Again, this is why you talk to your players. If you explain to them that their alignment is going of course, and it would interfere with their attunement to the magic item, then you can solve the problem before it becomes a big deal.
As I said in my previous post, here are various methods of stopping this from badly influencing or ending the campaign, (their copy and pasted from that post, I don't think you saw them since I was editing them in around the time you posted):
A decent DM would talk to their players and explain to them that their alignment is on course to change, and that could end their attunement with X magic item. If one party member is unattuned from.
Should the player persist, it doesn't make a big difference since when they're unattuned, another party member can probably just attune to the item as well.
If you don't like this magic item attunement system, then as DM, you can always get rid of it.
With magic item's such as the one you gave as an example, Robe of the Archmagi, you can decide that, since your DM, the robe's form and color changes with the attuned creatures alignment to match them. I personally wouldn't do this, but it is always a solution available to you.
Of course, that's why alignment works in conjunction with other factors and not on its own.
The point is: alignment doesn't actually add anything to those other factors. It typically doesn't do any harm to note that a given creature is CE or whatever, but if you've given a competent description of its motivations and methods it also doesn't tell you anything you didn't already know (and conversely, if alignment does tell you something important, go back and fix the description because you did a bad job).
(A) A description of someone's motive's and methods can help, but alignment is broader than just that. For example, you're more likely to understand where someone is coming from if they're of a similar alignment, even if your exact methods differ in a few ways.

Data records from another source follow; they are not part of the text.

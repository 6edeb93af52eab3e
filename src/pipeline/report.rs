//! Run report: the immutable record of one pipeline execution

use chrono::{DateTime, Utc};
use serde::{Deserialize, Serialize};

use super::error::{ErrorKind, StepError};
use super::step::StepOutcome;
use super::value::{StepValue, Values};

/// Where a run is in its lifecycle
#[derive(Debug, Clone, Copy, PartialEq, Eq, Serialize, Deserialize)]
#[serde(tag = "state", rename_all = "lowercase")]
pub enum RunState {
    /// No step has started
    Pending,
    /// The step at `step` (0-based) is executing
    Running {
        /// Index of the executing step
        step: usize,
    },
    /// Every step reported `Ok`
    Succeeded,
    /// The step at `step` failed and the run halted
    Failed {
        /// Index of the failing step
        step: usize,
        /// Why it failed
        kind: ErrorKind,
    },
}

impl RunState {
    /// Whether the run can make no further progress
    #[must_use]
    pub const fn is_terminal(self) -> bool {
        matches!(self, Self::Succeeded | Self::Failed { .. })
    }
}

/// Outcome and timing of one executed step
#[derive(Debug, Clone, PartialEq, Eq, Serialize, Deserialize)]
pub struct StepRecord {
    /// Step name
    pub name: String,
    /// What the step produced
    pub outcome: StepOutcome,
    /// Wall-clock time spent in the step, in milliseconds
    pub elapsed_ms: u64,
}

/// Complete record of one pipeline run
#[derive(Debug, Clone, PartialEq, Eq, Serialize, Deserialize)]
pub struct RunReport {
    started_at: DateTime<Utc>,
    finished_at: DateTime<Utc>,
    state: RunState,
    succeeded: bool,
    records: Vec<StepRecord>,
    values: Values,
}

impl RunReport {
    /// Whether every step reported `Ok`
    #[must_use]
    pub const fn succeeded(&self) -> bool {
        self.succeeded
    }

    /// Terminal state of the run
    #[must_use]
    pub const fn state(&self) -> RunState {
        self.state
    }

    /// Per-step records, in execution order
    #[must_use]
    pub fn records(&self) -> &[StepRecord] {
        &self.records
    }

    /// Values accumulated by successful steps
    #[must_use]
    pub const fn values(&self) -> &Values {
        &self.values
    }

    /// Record for the named step, if it ran
    #[must_use]
    pub fn record(&self, name: &str) -> Option<&StepRecord> {
        self.records.iter().find(|r| r.name == name)
    }

    /// The error that halted the run, if any
    #[must_use]
    pub fn failure(&self) -> Option<&StepError> {
        self.records.iter().find_map(|r| r.outcome.error())
    }

    /// When the run started
    #[must_use]
    pub const fn started_at(&self) -> DateTime<Utc> {
        self.started_at
    }

    /// When the run halted
    #[must_use]
    pub const fn finished_at(&self) -> DateTime<Utc> {
        self.finished_at
    }

    /// Sum of per-step elapsed time in milliseconds
    #[must_use]
    pub fn total_elapsed_ms(&self) -> u64 {
        self.records.iter().map(|r| r.elapsed_ms).sum()
    }
}

/// Incrementally builds a [`RunReport`] while the executor runs.
#[derive(Debug)]
pub(crate) struct ReportBuilder {
    started_at: DateTime<Utc>,
    state: RunState,
    records: Vec<StepRecord>,
    values: Values,
}

impl ReportBuilder {
    pub(crate) fn start() -> Self {
        Self {
            started_at: Utc::now(),
            state: RunState::Pending,
            records: Vec::new(),
            values: Values::new(),
        }
    }

    pub(crate) const fn values(&self) -> &Values {
        &self.values
    }

    pub(crate) fn enter(&mut self, step: usize) {
        self.state = RunState::Running { step };
    }

    pub(crate) const fn state(&self) -> RunState {
        self.state
    }

    /// Whether `name` has a recorded `Ok` outcome
    pub(crate) fn succeeded_step(&self, name: &str) -> bool {
        self.records
            .iter()
            .any(|r| r.name == name && r.outcome.is_ok())
    }

    /// Store an extracted value. Returns `false` if the key already exists.
    pub(crate) fn store(&mut self, key: &str, value: StepValue) -> bool {
        self.values.insert(key, value)
    }

    pub(crate) fn push(&mut self, record: StepRecord) {
        self.records.push(record);
    }

    pub(crate) fn fail(self, step: usize, kind: ErrorKind) -> RunReport {
        self.finish(RunState::Failed { step, kind })
    }

    pub(crate) fn succeed(self) -> RunReport {
        self.finish(RunState::Succeeded)
    }

    fn finish(self, state: RunState) -> RunReport {
        RunReport {
            started_at: self.started_at,
            finished_at: Utc::now(),
            state,
            succeeded: state == RunState::Succeeded,
            records: self.records,
            values: self.values,
        }
    }
}
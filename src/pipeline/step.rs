//! A single unit of work: one remote call, one extracted value
//!
//! A [`Step`] is configured with a request builder (prior values → request)
//! and an extractor (successful body → value). Running it performs exactly
//! one call through the [`RemoteClient`] and classifies what came back.

use std::any::type_name;

use serde::de::DeserializeOwned;
use serde::{Deserialize, Serialize};

use super::error::{ErrorKind, StepError};
use super::value::{StepValue, Values};
use crate::remote::{FailureReason, RemoteClient, RemoteRequest, RemoteResult};

type BuildFn = Box<dyn Fn(&StepInput<'_>) -> Result<RemoteRequest, StepError> + Send + Sync>;
type ExtractFn = Box<dyn Fn(serde_json::Value) -> Result<StepValue, String> + Send + Sync>;

/// Result of running one step
#[derive(Debug, Clone, PartialEq, Eq, Serialize, Deserialize)]
#[serde(tag = "status", rename_all = "lowercase")]
pub enum StepOutcome {
    /// The call succeeded and the value was extracted
    Ok {
        /// Extracted value carried to later steps
        value: StepValue,
    },
    /// The step failed
    Err {
        /// What went wrong
        error: StepError,
    },
}

impl StepOutcome {
    /// Whether the step succeeded
    #[must_use]
    pub const fn is_ok(&self) -> bool {
        matches!(self, Self::Ok { .. })
    }

    /// The failure, if any
    #[must_use]
    pub const fn error(&self) -> Option<&StepError> {
        match self {
            Self::Ok { .. } => None,
            Self::Err { error } => Some(error),
        }
    }

    /// The extracted value, if the step succeeded
    #[must_use]
    pub const fn value(&self) -> Option<&StepValue> {
        match self {
            Self::Ok { value } => Some(value),
            Self::Err { .. } => None,
        }
    }
}

impl From<StepError> for StepOutcome {
    fn from(error: StepError) -> Self {
        Self::Err { error }
    }
}

/// What a request builder sees: the step's own name and the values
/// produced by earlier steps.
pub struct StepInput<'a> {
    step: &'a str,
    values: &'a Values,
}

impl<'a> StepInput<'a> {
    /// Wrap the accumulated values for the named step
    #[must_use]
    pub const fn new(step: &'a str, values: &'a Values) -> Self {
        Self { step, values }
    }

    /// All values produced so far
    #[must_use]
    pub const fn values(&self) -> &'a Values {
        self.values
    }

    /// A required text value from a predecessor
    pub fn text(&self, key: &str) -> Result<&'a str, StepError> {
        self.values
            .text(key)
            .ok_or_else(|| self.missing(key, "text"))
    }

    /// A required numeric value from a predecessor
    pub fn number(&self, key: &str) -> Result<u64, StepError> {
        self.values
            .number(key)
            .ok_or_else(|| self.missing(key, "number"))
    }

    /// Build a `POST` request, reporting serialization failure as
    /// [`ErrorKind::InvalidRequest`]
    pub fn post<T: Serialize>(&self, path: String, body: &T) -> Result<RemoteRequest, StepError> {
        RemoteRequest::post(path, body).map_err(|e| {
            StepError::new(
                self.step,
                ErrorKind::InvalidRequest,
                format!("failed to serialize request body: {e}"),
            )
        })
    }

    fn missing(&self, key: &str, expected: &str) -> StepError {
        StepError::new(
            self.step,
            ErrorKind::SkippedDependency,
            format!("required {expected} value '{key}' was not produced by an earlier step"),
        )
    }
}

/// One named remote call with its request builder and extractor
pub struct Step {
    name: String,
    depends_on: Vec<String>,
    output_key: Option<String>,
    build: BuildFn,
    extract: ExtractFn,
}

impl Step {
    /// Create a step whose success is just a 2xx response.
    ///
    /// Use [`Step::extract`] to pull a value out of the response body.
    pub fn new<F>(name: &str, build: F) -> Self
    where
        F: Fn(&StepInput<'_>) -> Result<RemoteRequest, StepError> + Send + Sync + 'static,
    {
        Self {
            name: name.to_string(),
            depends_on: Vec::new(),
            output_key: None,
            build: Box::new(build),
            extract: Box::new(|_| Ok(StepValue::Unit)),
        }
    }

    /// Declare a predecessor that must have succeeded before this step runs
    #[must_use]
    pub fn after(mut self, predecessor: &str) -> Self {
        self.depends_on.push(predecessor.to_string());
        self
    }

    /// Deserialize the response body as `T` and map it to the value stored
    /// under `key`.
    ///
    /// A body that does not match `T` becomes
    /// [`ErrorKind::MalformedResponse`].
    #[must_use]
    pub fn extract<T, F>(mut self, key: &str, map: F) -> Self
    where
        T: DeserializeOwned + 'static,
        F: Fn(T) -> StepValue + Send + Sync + 'static,
    {
        self.output_key = Some(key.to_string());
        self.extract = Box::new(move |body| {
            serde_json::from_value::<T>(body)
                .map(&map)
                .map_err(|e| format!("unexpected {} response: {e}", short_type_name::<T>()))
        });
        self
    }

    /// Step name, as shown in reports
    #[must_use]
    pub fn name(&self) -> &str {
        &self.name
    }

    /// Names of the steps that must succeed first
    #[must_use]
    pub fn depends_on(&self) -> &[String] {
        &self.depends_on
    }

    /// Key the extracted value is stored under, if any
    #[must_use]
    pub fn output_key(&self) -> Option<&str> {
        self.output_key.as_deref()
    }

    /// Build the request for the current values without sending it
    pub fn request(&self, values: &Values) -> Result<RemoteRequest, StepError> {
        (self.build)(&StepInput::new(&self.name, values))
    }

    /// Run the step: build the request, make exactly one call, and extract
    /// the value only if the call succeeded.
    pub async fn run(&self, values: &Values, client: &dyn RemoteClient) -> StepOutcome {
        let request = match self.request(values) {
            Ok(request) => request,
            Err(error) => return error.into(),
        };

        match client.send(request).await {
            RemoteResult::Success { status, body } => match (self.extract)(body) {
                Ok(value) => StepOutcome::Ok { value },
                Err(detail) => {
                    StepError::new(&self.name, ErrorKind::MalformedResponse, detail)
                        .with_status(status)
                        .into()
                }
            },
            RemoteResult::Failure(failure) => {
                let kind = match failure.reason {
                    FailureReason::Transport => ErrorKind::Transport,
                    FailureReason::HttpStatus => ErrorKind::HttpError,
                    FailureReason::InvalidBody => ErrorKind::MalformedResponse,
                };
                let error = StepError::new(&self.name, kind, failure.raw_body);
                match failure.status {
                    Some(status) => error.with_status(status).into(),
                    None => error.into(),
                }
            }
        }
    }
}

impl std::fmt::Debug for Step {
    fn fmt(&self, f: &mut std::fmt::Formatter<'_>) -> std::fmt::Result {
        f.debug_struct("Step")
            .field("name", &self.name)
            .field("depends_on", &self.depends_on)
            .field("output_key", &self.output_key)
            .finish_non_exhaustive()
    }
}

fn short_type_name<T>() -> &'static str {
    let full = type_name::<T>();
    full.rsplit("::").next().unwrap_or(full)
}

(B) You can use alignment to help determine those methods, when you're creating them in character/NPC creation. And then modify it to fit with your character/NPC. If someone model's a character/NPC's methods off an alignment but makes it more in depth so it works in better situations, then I'd say you're using alignment well.
Most descriptions of a persons behavior can fit somewhat into an alignment, and if you combine that with the alignment then you'll have a more flavorful and in depth description of them. This doesn't always work, but it can help. (Though again, if you just want to use this instead of alignment and not combine the two, you can.)
"Alignment" IS 'a description of a person's behavior'. It's just a short, bad, incomplete one. The choice between alignment and description of motivation is a choice between a short, bad, incomplete description of motivation and a longer, better, more complete description of motivation.
We get it. You love alignment. You can't imagine D&D without it. Fine. Use it. Please stop repeating "if you use it in conjunction with other tools it's better". No, it is not. *Those other tools* are better. Alignment adds nothing to them, unless you go out of your way to FORCE alignment to matter to them by twisting those tools through the lens of alignment. And continuing to try and insist alignment does no harm when it clearly and obviously has and does is disingenuous. You can consider those to be pointless edge cases. Ophidimancer, myself, and many others clearly do not. We're not fans of a harmful system with no real upside remaining in print. We clearly get to deal with it because traditionalists would rather burn the books than let them advance beyond The Word of Gygax, but that doesn't mean we have to like it.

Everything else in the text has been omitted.